--- Required action ---
The answer should be each line from the entries below that has the word "available" in it.

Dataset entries
== Segment start ==
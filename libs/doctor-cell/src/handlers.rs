use std::sync::Arc;

use axum::{
    extract::{Extension, Multipart, State},
    Json,
};
use serde_json::{json, Value};
use tracing::debug;
use uuid::Uuid;

use shared_config::AppConfig;
use shared_database::store::StoreClient;
use shared_models::auth::{AuthContext, AuthRole};
use shared_models::error::AppError;
use shared_utils::jwt::issue_token;

use crate::models::{Address, DoctorLoginRequest, UpdateDoctorProfileRequest};
use crate::services::doctor::DoctorService;

fn doctor_id_from(identity: &AuthContext) -> Result<Uuid, AppError> {
    Uuid::parse_str(&identity.subject)
        .map_err(|_| AppError::Auth("Invalid token payload".to_string()))
}

#[axum::debug_handler]
pub async fn login(
    State(config): State<Arc<AppConfig>>,
    Json(request): Json<DoctorLoginRequest>,
) -> Result<Json<Value>, AppError> {
    debug!("Doctor login attempt for {}", request.email);

    let service = DoctorService::new(&config);
    let doctor = service
        .authenticate(&request.email, &request.password)
        .await?;

    let token = issue_token(
        Some(doctor.id.to_string()),
        None,
        AuthRole::Doctor,
        &config.jwt_secret,
    )
    .map_err(AppError::Internal)?;

    Ok(Json(json!({ "success": true, "token": token })))
}

#[axum::debug_handler]
pub async fn list_doctors(
    State(config): State<Arc<AppConfig>>,
) -> Result<Json<Value>, AppError> {
    let service = DoctorService::new(&config);
    let doctors = service.list_public().await?;

    Ok(Json(json!({ "success": true, "doctors": doctors })))
}

#[axum::debug_handler]
pub async fn get_profile(
    State(config): State<Arc<AppConfig>>,
    Extension(identity): Extension<AuthContext>,
) -> Result<Json<Value>, AppError> {
    let doctor_id = doctor_id_from(&identity)?;

    let service = DoctorService::new(&config);
    let doctor = service.get_doctor(doctor_id).await?;

    Ok(Json(json!({ "success": true, "doctor": doctor.profile() })))
}

#[axum::debug_handler]
pub async fn change_availability(
    State(config): State<Arc<AppConfig>>,
    Extension(identity): Extension<AuthContext>,
) -> Result<Json<Value>, AppError> {
    let doctor_id = doctor_id_from(&identity)?;

    let service = DoctorService::new(&config);
    let available = service.toggle_availability(doctor_id).await?;

    Ok(Json(json!({
        "success": true,
        "message": format!(
            "Availability changed to {}",
            if available { "Available" } else { "Unavailable" }
        ),
        "available": available
    })))
}

#[axum::debug_handler]
pub async fn update_profile(
    State(config): State<Arc<AppConfig>>,
    Extension(identity): Extension<AuthContext>,
    multipart: Multipart,
) -> Result<Json<Value>, AppError> {
    let doctor_id = doctor_id_from(&identity)?;

    let store = StoreClient::new(&config);
    let request = parse_profile_form(multipart, &store).await?;

    let service = DoctorService::new(&config);
    let doctor = service.update_profile(doctor_id, request).await?;

    Ok(Json(json!({
        "success": true,
        "doctor": doctor,
        "message": "Doctor profile updated successfully"
    })))
}

/// Collect the multipart profile form, pushing an attached image to media
/// storage and recording its public URL.
async fn parse_profile_form(
    mut multipart: Multipart,
    store: &StoreClient,
) -> Result<UpdateDoctorProfileRequest, AppError> {
    let mut request = UpdateDoctorProfileRequest::default();

    while let Some(field) = multipart
        .next_field()
        .await
        .map_err(|e| AppError::Validation(e.to_string()))?
    {
        let name = field.name().unwrap_or_default().to_string();

        match name.as_str() {
            "name" => request.name = Some(field_text(field).await?),
            "speciality" => request.speciality = Some(field_text(field).await?),
            "degree" => request.degree = Some(field_text(field).await?),
            "about" => request.about = Some(field_text(field).await?),
            "experience" => {
                let text = field_text(field).await?;
                request.experience = Some(text.parse().map_err(|_| {
                    AppError::Validation("Invalid experience value".to_string())
                })?);
            }
            "fees" => {
                let text = field_text(field).await?;
                request.fees = Some(
                    text.parse()
                        .map_err(|_| AppError::Validation("Invalid fees value".to_string()))?,
                );
            }
            "address" => {
                let text = field_text(field).await?;
                let address: Address = serde_json::from_str(&text)
                    .map_err(|_| AppError::Validation("Invalid address format".to_string()))?;
                request.address = Some(address);
            }
            "image" => {
                let content_type = field
                    .content_type()
                    .unwrap_or("image/png")
                    .to_string();
                let bytes = field
                    .bytes()
                    .await
                    .map_err(|e| AppError::Validation(e.to_string()))?;
                let url = store
                    .upload_media("doctors", &content_type, bytes.to_vec())
                    .await
                    .map_err(|e| AppError::Upstream(e.to_string()))?;
                request.image = Some(url);
            }
            _ => {}
        }
    }

    Ok(request)
}

async fn field_text(field: axum::extract::multipart::Field<'_>) -> Result<String, AppError> {
    field
        .text()
        .await
        .map_err(|e| AppError::Validation(e.to_string()))
}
== Segment end ==
--- Written response ---
    let available = service.toggle_availability(doctor_id).await?;
            if available { "Available" } else { "Unavailable" }
        "available": available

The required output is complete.